▶ Problem:
Set down every entry below exactly as it stands.

——

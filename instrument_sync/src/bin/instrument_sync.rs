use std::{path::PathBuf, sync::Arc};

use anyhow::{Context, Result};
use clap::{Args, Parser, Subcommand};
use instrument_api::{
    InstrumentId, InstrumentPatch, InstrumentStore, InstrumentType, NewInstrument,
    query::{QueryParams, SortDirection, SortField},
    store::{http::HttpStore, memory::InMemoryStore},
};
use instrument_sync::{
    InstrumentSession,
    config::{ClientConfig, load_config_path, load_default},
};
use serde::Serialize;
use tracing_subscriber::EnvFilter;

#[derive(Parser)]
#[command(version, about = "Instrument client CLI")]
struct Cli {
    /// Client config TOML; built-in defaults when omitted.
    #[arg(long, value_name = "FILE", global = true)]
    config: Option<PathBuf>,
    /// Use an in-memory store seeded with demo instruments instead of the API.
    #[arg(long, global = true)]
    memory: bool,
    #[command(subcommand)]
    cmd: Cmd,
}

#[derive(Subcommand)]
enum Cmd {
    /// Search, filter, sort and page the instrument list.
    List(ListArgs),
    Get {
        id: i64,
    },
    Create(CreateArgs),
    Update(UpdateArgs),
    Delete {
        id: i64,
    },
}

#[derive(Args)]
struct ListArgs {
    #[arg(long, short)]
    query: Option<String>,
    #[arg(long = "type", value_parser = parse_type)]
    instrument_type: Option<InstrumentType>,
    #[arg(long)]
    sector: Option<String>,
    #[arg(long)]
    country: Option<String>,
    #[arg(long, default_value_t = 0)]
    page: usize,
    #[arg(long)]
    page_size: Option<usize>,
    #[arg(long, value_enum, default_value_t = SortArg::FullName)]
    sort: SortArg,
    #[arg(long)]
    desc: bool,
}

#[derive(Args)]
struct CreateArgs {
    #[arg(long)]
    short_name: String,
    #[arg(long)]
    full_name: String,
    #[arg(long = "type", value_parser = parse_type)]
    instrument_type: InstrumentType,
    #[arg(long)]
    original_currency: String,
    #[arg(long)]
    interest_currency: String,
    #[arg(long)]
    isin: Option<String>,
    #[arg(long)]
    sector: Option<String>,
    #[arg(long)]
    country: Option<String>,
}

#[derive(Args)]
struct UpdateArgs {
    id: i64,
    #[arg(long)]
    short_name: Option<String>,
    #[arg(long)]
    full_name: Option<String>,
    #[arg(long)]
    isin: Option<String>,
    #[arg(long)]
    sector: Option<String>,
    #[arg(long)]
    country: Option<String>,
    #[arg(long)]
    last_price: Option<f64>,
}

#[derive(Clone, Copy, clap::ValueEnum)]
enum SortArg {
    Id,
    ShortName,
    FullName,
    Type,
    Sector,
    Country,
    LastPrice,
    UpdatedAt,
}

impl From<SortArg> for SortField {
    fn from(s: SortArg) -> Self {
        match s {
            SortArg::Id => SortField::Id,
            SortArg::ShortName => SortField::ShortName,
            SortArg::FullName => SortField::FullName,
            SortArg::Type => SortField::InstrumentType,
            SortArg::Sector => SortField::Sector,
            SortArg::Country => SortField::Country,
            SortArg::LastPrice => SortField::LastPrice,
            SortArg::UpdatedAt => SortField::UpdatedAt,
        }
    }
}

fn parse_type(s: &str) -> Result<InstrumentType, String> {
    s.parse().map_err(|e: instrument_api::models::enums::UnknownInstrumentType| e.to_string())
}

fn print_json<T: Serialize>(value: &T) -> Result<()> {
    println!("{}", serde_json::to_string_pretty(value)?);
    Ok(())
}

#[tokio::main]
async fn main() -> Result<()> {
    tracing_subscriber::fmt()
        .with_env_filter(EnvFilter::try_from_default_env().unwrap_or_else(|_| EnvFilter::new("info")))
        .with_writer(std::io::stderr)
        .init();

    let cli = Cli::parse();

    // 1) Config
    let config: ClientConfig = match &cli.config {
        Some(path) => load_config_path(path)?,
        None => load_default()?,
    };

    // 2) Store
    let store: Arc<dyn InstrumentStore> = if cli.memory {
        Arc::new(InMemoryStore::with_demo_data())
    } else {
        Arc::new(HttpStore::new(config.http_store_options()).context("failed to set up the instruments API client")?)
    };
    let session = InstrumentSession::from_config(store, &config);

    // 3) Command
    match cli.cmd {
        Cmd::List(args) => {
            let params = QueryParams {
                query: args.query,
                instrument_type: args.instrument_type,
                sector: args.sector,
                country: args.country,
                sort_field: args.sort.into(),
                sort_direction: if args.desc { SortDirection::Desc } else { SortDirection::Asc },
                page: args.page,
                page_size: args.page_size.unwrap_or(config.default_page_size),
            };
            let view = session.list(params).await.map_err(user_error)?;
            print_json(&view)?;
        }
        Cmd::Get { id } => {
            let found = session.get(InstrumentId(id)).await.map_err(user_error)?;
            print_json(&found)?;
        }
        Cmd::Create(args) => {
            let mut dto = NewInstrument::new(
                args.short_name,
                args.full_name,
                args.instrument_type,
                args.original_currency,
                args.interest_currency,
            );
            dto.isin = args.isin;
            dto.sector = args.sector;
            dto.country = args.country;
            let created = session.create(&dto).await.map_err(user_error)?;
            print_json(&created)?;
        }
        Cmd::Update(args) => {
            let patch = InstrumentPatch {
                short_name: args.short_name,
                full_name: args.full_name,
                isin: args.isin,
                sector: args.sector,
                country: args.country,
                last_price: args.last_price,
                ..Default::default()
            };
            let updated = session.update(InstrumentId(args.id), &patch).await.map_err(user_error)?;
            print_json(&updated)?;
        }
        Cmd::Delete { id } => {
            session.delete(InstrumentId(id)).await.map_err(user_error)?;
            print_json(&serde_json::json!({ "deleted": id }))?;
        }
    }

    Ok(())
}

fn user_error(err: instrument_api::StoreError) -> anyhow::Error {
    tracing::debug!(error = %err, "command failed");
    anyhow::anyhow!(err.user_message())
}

——

▶ Completed task:
filename instrument_sync/src/bin/instrument_sync.rs
use std::{path::PathBuf, sync::Arc};

use anyhow::{Context, Result};
use clap::{Args, Parser, Subcommand};
use instrument_api::{
    InstrumentId, InstrumentPatch, InstrumentStore, InstrumentType, NewInstrument,
    query::{QueryParams, SortDirection, SortField},
    store::{http::HttpStore, memory::InMemoryStore},
};
use instrument_sync::{
    InstrumentSession,
    config::{ClientConfig, load_config_path, load_default},
};
use serde::Serialize;
use tracing_subscriber::EnvFilter;

#[derive(Parser)]
#[command(version, about = "Instrument client CLI")]
struct Cli {
    /// Client config TOML; built-in defaults when omitted.
    #[arg(long, value_name = "FILE", global = true)]
    config: Option<PathBuf>,
    /// Use an in-memory store seeded with demo instruments instead of the API.
    #[arg(long, global = true)]
    memory: bool,
    #[command(subcommand)]
    cmd: Cmd,
}

#[derive(Subcommand)]
enum Cmd {
    /// Search, filter, sort and page the instrument list.
    List(ListArgs),
    Get {
        id: i64,
    },
    Create(CreateArgs),
    Update(UpdateArgs),
    Delete {
        id: i64,
    },
}

#[derive(Args)]
struct ListArgs {
    #[arg(long, short)]
    query: Option<String>,
    #[arg(long = "type", value_parser = parse_type)]
    instrument_type: Option<InstrumentType>,
    #[arg(long)]
    sector: Option<String>,
    #[arg(long)]
    country: Option<String>,
    #[arg(long, default_value_t = 0)]
    page: usize,
    #[arg(long)]
    page_size: Option<usize>,
    #[arg(long, value_enum, default_value_t = SortArg::FullName)]
    sort: SortArg,
    #[arg(long)]
    desc: bool,
}

#[derive(Args)]
struct CreateArgs {
    #[arg(long)]
    short_name: String,
    #[arg(long)]
    full_name: String,
    #[arg(long = "type", value_parser = parse_type)]
    instrument_type: InstrumentType,
    #[arg(long)]
    original_currency: String,
    #[arg(long)]
    interest_currency: String,
    #[arg(long)]
    isin: Option<String>,
    #[arg(long)]
    sector: Option<String>,
    #[arg(long)]
    country: Option<String>,
}

#[derive(Args)]
struct UpdateArgs {
    id: i64,
    #[arg(long)]
    short_name: Option<String>,
    #[arg(long)]
    full_name: Option<String>,
    #[arg(long)]
    isin: Option<String>,
    #[arg(long)]
    sector: Option<String>,
    #[arg(long)]
    country: Option<String>,
    #[arg(long)]
    last_price: Option<f64>,
}

#[derive(Clone, Copy, clap::ValueEnum)]
enum SortArg {
    Id,
    ShortName,
    FullName,
    Type,
    Sector,
    Country,
    LastPrice,
    UpdatedAt,
}

impl From<SortArg> for SortField {
    fn from(s: SortArg) -> Self {
        match s {
            SortArg::Id => SortField::Id,
            SortArg::ShortName => SortField::ShortName,
            SortArg::FullName => SortField::FullName,
            SortArg::Type => SortField::InstrumentType,
            SortArg::Sector => SortField::Sector,
            SortArg::Country => SortField::Country,
            SortArg::LastPrice => SortField::LastPrice,
            SortArg::UpdatedAt => SortField::UpdatedAt,
        }
    }
}

fn parse_type(s: &str) -> Result<InstrumentType, String> {
    s.parse().map_err(|e: instrument_api::models::enums::UnknownInstrumentType| e.to_string())
}

fn print_json<T: Serialize>(value: &T) -> Result<()> {
    println!("{}", serde_json::to_string_pretty(value)?);
    Ok(())
}

#[tokio::main]
async fn main() -> Result<()> {
    tracing_subscriber::fmt()
        .with_env_filter(EnvFilter::try_from_default_env().unwrap_or_else(|_| EnvFilter::new("info")))
        .with_writer(std::io::stderr)
        .init();

    let cli = Cli::parse();

    // 1) Config
    let config: ClientConfig = match &cli.config {
        Some(path) => load_config_path(path)?,
        None => load_default()?,
    };

    // 2) Store
    let store: Arc<dyn InstrumentStore> = if cli.memory {
        Arc::new(InMemoryStore::with_demo_data())
    } else {
        Arc::new(HttpStore::new(config.http_store_options()).context("failed to set up the instruments API client")?)
    };
    let session = InstrumentSession::from_config(store, &config);

    // 3) Command
    match cli.cmd {
        Cmd::List(args) => {
            let params = QueryParams {
                query: args.query,
                instrument_type: args.instrument_type,
                sector: args.sector,
                country: args.country,
                sort_field: args.sort.into(),
                sort_direction: if args.desc { SortDirection::Desc } else { SortDirection::Asc },
                page: args.page,
                page_size: args.page_size.unwrap_or(config.default_page_size),
            };
            let view = session.list(params).await.map_err(user_error)?;
            print_json(&view)?;
        }
        Cmd::Get { id } => {
            let found = session.get(InstrumentId(id)).await.map_err(user_error)?;
            print_json(&found)?;
        }
        Cmd::Create(args) => {
            let mut dto = NewInstrument::new(
                args.short_name,
                args.full_name,
                args.instrument_type,
                args.original_currency,
                args.interest_currency,
            );
            dto.isin = args.isin;
            dto.sector = args.sector;
            dto.country = args.country;
            let created = session.create(&dto).await.map_err(user_error)?;
            print_json(&created)?;
        }
        Cmd::Update(args) => {
            let patch = InstrumentPatch {
                short_name: args.short_name,
                full_name: args.full_name,
                isin: args.isin,
                sector: args.sector,
                country: args.country,
                last_price: args.last_price,
                ..Default::default()
            };
            let updated = session.update(InstrumentId(args.id), &patch).await.map_err(user_error)?;
            print_json(&updated)?;
        }
        Cmd::Delete { id } => {
            session.delete(InstrumentId(id)).await.map_err(user_error)?;
            print_json(&serde_json::json!({ "deleted": id }))?;
        }
    }

    Ok(())
}

fn user_error(err: instrument_api::StoreError) -> anyhow::Error {
    tracing::debug!(error = %err, "command failed");
    anyhow::anyhow!(err.user_message())
}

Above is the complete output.